Your Aunt Shirley and Uncle Gene have the coolest car ever built
My grandfather invests some money in stocks and when the stock is sold the money goes to your Aunt Shirley. She and your Uncle Gene use that money to buy a brand new 1953 Studebaker Champion. There are only 5000 Studebaker Champions built that year. It is sleek like an arrow, built low to the ground and painted crimson red. There is a powerful V8 engine under that long low hood that makes this automobile pulse with life. It also has door locks that will keep the doors from flying open in an accident. This is something the big three automakers have not begun to think about. I would have killed to have this automobile.
Seven of us pile into that little car one summer day. There is my mother, my stepfather, myself, your aunt and uncle, and my two nephews. There is not a lot of room to move or breathe.
We stop for gas on the way to Glacier National Park and your Aunt Shirley gets out to go to the bathroom. All those present pile back into the little Studebaker and off down the road we go. Several minutes pass and my nephew, Ron, starts whining about the fact his mother is not in the car. Your Uncle Gene whips the little Studebaker around and goes back for your Aunt Shirley who is now standing out by the gas pumps looking rather forlorn. She piles in and once again we are squashed, barely able to breathe or move a muscle.

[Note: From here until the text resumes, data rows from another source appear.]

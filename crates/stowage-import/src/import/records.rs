//! Record parsing and header-to-field mapping

use csv_async::{AsyncReader, AsyncReaderBuilder, StringRecord};
use std::collections::HashMap;
use std::io;
use std::pin::Pin;
use std::sync::{Arc, Mutex, MutexGuard};
use std::task::{Context, Poll};
use thiserror::Error;
use tokio::io::{AsyncRead, ReadBuf};

use crate::catalog::TableSpec;

#[derive(Error, Debug, Clone, PartialEq, Eq)]
pub enum MappingError {
    #[error("Headers do not match table '{table}' (expected: {expected}; found: {found}); a column mapping is required")]
    HeaderMismatch {
        table: String,
        expected: String,
        found: String,
    },

    #[error("Column mapping names unknown field '{0}'")]
    UnknownField(String),

    #[error("Column mapping for '{field}' points at column {index}, but the file has {width} columns")]
    IndexOutOfRange {
        field: String,
        index: usize,
        width: usize,
    },

    #[error("Column mapping assigns field '{0}' twice")]
    DuplicateField(String),
}

/// One record as it came out of the reader
#[derive(Debug, Clone, PartialEq, Eq)]
pub enum ParsedRecord {
    Row {
        line: u64,
        fields: Vec<String>,
    },
    /// Could not be split into the header's shape
    Malformed {
        line: u64,
        reason: String,
        raw: Vec<String>,
    },
}

impl ParsedRecord {
    pub fn line(&self) -> u64 {
        match self {
            ParsedRecord::Row { line, .. } | ParsedRecord::Malformed { line, .. } => *line,
        }
    }
}

const QUOTE: u8 = b'"';

/// Bytes handed to the CSV reader that it has not finished parsing yet
#[derive(Debug, Default)]
struct RawTail {
    /// Source offset of `bytes[0]`
    start: u64,
    bytes: Vec<u8>,
}

#[derive(Debug, Clone, Default)]
struct SharedTail(Arc<Mutex<RawTail>>);

impl SharedTail {
    fn lock(&self) -> MutexGuard<'_, RawTail> {
        self.0.lock().unwrap_or_else(|e| e.into_inner())
    }

    fn push(&self, bytes: &[u8]) {
        self.lock().bytes.extend_from_slice(bytes);
    }

    /// Whether the raw text in `[from, to)` stops inside a quoted field.
    fn ends_quoted(&self, from: u64, to: u64, delimiter: u8) -> bool {
        let tail = self.lock();
        let begin = usize::try_from(from.saturating_sub(tail.start)).unwrap_or(usize::MAX);
        let end = usize::try_from(to.saturating_sub(tail.start)).unwrap_or(usize::MAX);
        match tail.bytes.get(begin.min(end)..end.min(tail.bytes.len())) {
            Some(raw) => ends_inside_quotes(raw, delimiter),
            None => false,
        }
    }

    /// Forget everything before source offset `offset`.
    fn release(&self, offset: u64) {
        let mut tail = self.lock();
        let n = usize::try_from(offset.saturating_sub(tail.start))
            .unwrap_or(usize::MAX)
            .min(tail.bytes.len());
        tail.bytes.drain(..n);
        tail.start += n as u64;
    }
}

/// Copies every byte read into the shared tail
struct Tap<R> {
    inner: R,
    tail: SharedTail,
}

impl<R: AsyncRead + Unpin> AsyncRead for Tap<R> {
    fn poll_read(
        self: Pin<&mut Self>,
        cx: &mut Context<'_>,
        buf: &mut ReadBuf<'_>,
    ) -> Poll<io::Result<()>> {
        let this = self.get_mut();
        let before = buf.filled().len();
        let poll = Pin::new(&mut this.inner).poll_read(cx, buf);
        if let Poll::Ready(Ok(())) = &poll {
            this.tail.push(&buf.filled()[before..]);
        }
        poll
    }
}

/// Run the quoting rules over one raw record and report whether it ends
/// with a quoted field still open. A quote only opens a field at its start;
/// a doubled quote inside a quoted field is an escape.
fn ends_inside_quotes(raw: &[u8], delimiter: u8) -> bool {
    let mut quoted = false;
    let mut field_start = true;
    let mut bytes = raw.iter().copied().peekable();

    while let Some(byte) = bytes.next() {
        if quoted {
            if byte == QUOTE {
                if bytes.peek() == Some(&QUOTE) {
                    bytes.next();
                } else {
                    quoted = false;
                }
            }
        } else if byte == QUOTE && field_start {
            quoted = true;
            field_start = false;
        } else {
            field_start = byte == delimiter || byte == b'\n' || byte == b'\r';
        }
    }
    quoted
}

/// Streaming reader producing headers first, then records
pub struct RecordReader<R> {
    reader: AsyncReader<Tap<R>>,
    tail: SharedTail,
    record: StringRecord,
    delimiter: u8,
    width: usize,
    tolerance: usize,
    last_line: u64,
}

impl<R> RecordReader<R>
where
    R: AsyncRead + Unpin + Send,
{
    pub fn new(source: R, delimiter: u8, field_count_tolerance: usize) -> Self {
        let tail = SharedTail::default();
        let reader = AsyncReaderBuilder::new()
            .has_headers(false)
            .flexible(true)
            .delimiter(delimiter)
            .create_reader(Tap {
                inner: source,
                tail: tail.clone(),
            });

        Self {
            reader,
            tail,
            record: StringRecord::new(),
            delimiter,
            width: 0,
            tolerance: field_count_tolerance,
            last_line: 0,
        }
    }

    /// Read the header record. `Ok(None)` for an empty file.
    pub async fn read_headers(&mut self) -> Result<Option<Vec<String>>, csv_async::Error> {
        if !self.reader.read_record(&mut self.record).await? {
            return Ok(None);
        }
        self.last_line = self.current_line();
        self.tail.release(self.reader.position().byte());

        let headers: Vec<String> = self.record.iter().map(|h| h.trim().to_string()).collect();
        self.width = headers.len();
        Ok(Some(headers))
    }

    /// Next data record. I/O failures are returned as errors; anything
    /// else wrong with a record is reported as [`ParsedRecord::Malformed`].
    pub async fn next_record(&mut self) -> std::io::Result<Option<ParsedRecord>> {
        match self.reader.read_record(&mut self.record).await {
            Ok(false) => Ok(None),
            Ok(true) => {
                let line = self.current_line();
                self.last_line = line;
                let fields: Vec<String> = self.record.iter().map(str::to_string).collect();
                let unterminated = self.unterminated_quote();
                self.tail.release(self.reader.position().byte());

                if unterminated {
                    return Ok(Some(ParsedRecord::Malformed {
                        line,
                        reason: "unterminated quoted field".to_string(),
                        raw: fields,
                    }));
                }
                Ok(Some(self.shape(line, fields)))
            }
            Err(err) => match err.into_kind() {
                csv_async::ErrorKind::Io(io_err) => Err(io_err),
                other => {
                    self.last_line += 1;
                    Ok(Some(ParsedRecord::Malformed {
                        line: self.last_line,
                        reason: format!("unreadable record: {:?}", other),
                        raw: Vec::new(),
                    }))
                }
            },
        }
    }

    /// The reader closes an open quote at end of input without complaint,
    /// swallowing the rest of the file into one field.
    fn unterminated_quote(&self) -> bool {
        let Some(start) = self.record.position().map(|p| p.byte()) else {
            return false;
        };
        self.tail
            .ends_quoted(start, self.reader.position().byte(), self.delimiter)
    }

    fn current_line(&self) -> u64 {
        self.record
            .position()
            .map(|p| p.line())
            .unwrap_or(self.last_line + 1)
    }

    /// Check the width against the header, padding or trimming within
    /// tolerance. Extra trailing fields that are empty never count.
    fn shape(&self, line: u64, mut fields: Vec<String>) -> ParsedRecord {
        let width = self.width;

        if fields.len() > width {
            let extra_empty = fields[width..].iter().all(|f| f.trim().is_empty());
            if extra_empty || fields.len() - width <= self.tolerance {
                fields.truncate(width);
                return ParsedRecord::Row { line, fields };
            }
        } else if fields.len() < width && width - fields.len() <= self.tolerance {
            fields.resize(width, String::new());
            return ParsedRecord::Row { line, fields };
        } else if fields.len() == width {
            return ParsedRecord::Row { line, fields };
        }

        ParsedRecord::Malformed {
            line,
            reason: format!("expected {} fields, found {}", width, fields.len()),
            raw: fields,
        }
    }
}

/// How source columns feed table fields
#[derive(Debug, Clone, PartialEq, Eq)]
pub struct ColumnMapping {
    /// For each table field, the source column it reads from
    sources: Vec<Option<usize>>,
    identity: bool,
}

impl ColumnMapping {
    /// Resolve the mapping for a file.
    ///
    /// An explicit mapping (field name -> source column) wins. Without
    /// one, the headers must equal the table's field names in order and
    /// count, compared case-insensitively.
    pub fn resolve(
        table: &TableSpec,
        headers: &[String],
        explicit: Option<&HashMap<String, usize>>,
    ) -> Result<Self, MappingError> {
        if let Some(explicit) = explicit {
            return Self::from_explicit(table, headers.len(), explicit);
        }

        if Self::headers_match(table, headers) {
            return Ok(Self {
                sources: (0..table.fields.len()).map(Some).collect(),
                identity: true,
            });
        }

        Err(MappingError::HeaderMismatch {
            table: table.key.clone(),
            expected: table.expected_headers().collect::<Vec<_>>().join(", "),
            found: headers.join(", "),
        })
    }

    pub fn headers_match(table: &TableSpec, headers: &[String]) -> bool {
        headers.len() == table.fields.len()
            && table
                .fields
                .iter()
                .zip(headers)
                .all(|(field, header)| field.name.eq_ignore_ascii_case(header.trim()))
    }

    fn from_explicit(
        table: &TableSpec,
        width: usize,
        explicit: &HashMap<String, usize>,
    ) -> Result<Self, MappingError> {
        let mut sources = vec![None; table.fields.len()];

        for (name, &index) in explicit {
            let field = table
                .field_index(name)
                .ok_or_else(|| MappingError::UnknownField(name.clone()))?;
            if index >= width {
                return Err(MappingError::IndexOutOfRange {
                    field: name.clone(),
                    index,
                    width,
                });
            }
            if sources[field].replace(index).is_some() {
                return Err(MappingError::DuplicateField(table.fields[field].name.clone()));
            }
        }

        let identity = sources.len() == width
            && sources.iter().enumerate().all(|(i, s)| *s == Some(i));
        Ok(Self { sources, identity })
    }

    pub fn is_identity(&self) -> bool {
        self.identity
    }

    /// Values for each table field; unmapped fields are empty.
    pub fn apply(&self, fields: &[String]) -> Vec<String> {
        self.sources
            .iter()
            .map(|source| {
                source
                    .and_then(|i| fields.get(i))
                    .cloned()
                    .unwrap_or_default()
            })
            .collect()
    }
}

It is significant that I am writing more paragraphs about your Aunt Shirley and Uncle Gene’s automobile than I am about them. What is wrong with this picture? Now, revealed for the first time the true story about the old Model T Ford that she and your Uncle Jim once owned.
My grandfather, upon his passing, left those two the grand sum of $50.00 to be divided evenly. They decide to pool that grand sum and purchase an old Model T Ford. Now this joint ownership arrangement causes a number of squabbles between those two. I can still remember, to this day, the arguments about whose day it is to drive, whose turn it is to drive and where it is going to be driven. One day your Aunt Shirley allows her boy friend to drive the old Model T and he promptly runs into another car and causes a lot of damage to that car.
The only damages to the Model T were a few scratches on the front bumper. There is a lot of hollering about who is going to pay for the damage to the other car. Your Aunt Shirley’s boyfriend didn’t have any money, so he can’t pay and your Aunt is bereft of funds, so that leaves only my mother to pay for the damages. Our mother finally has to come up with some money to pay for the damage to the other car.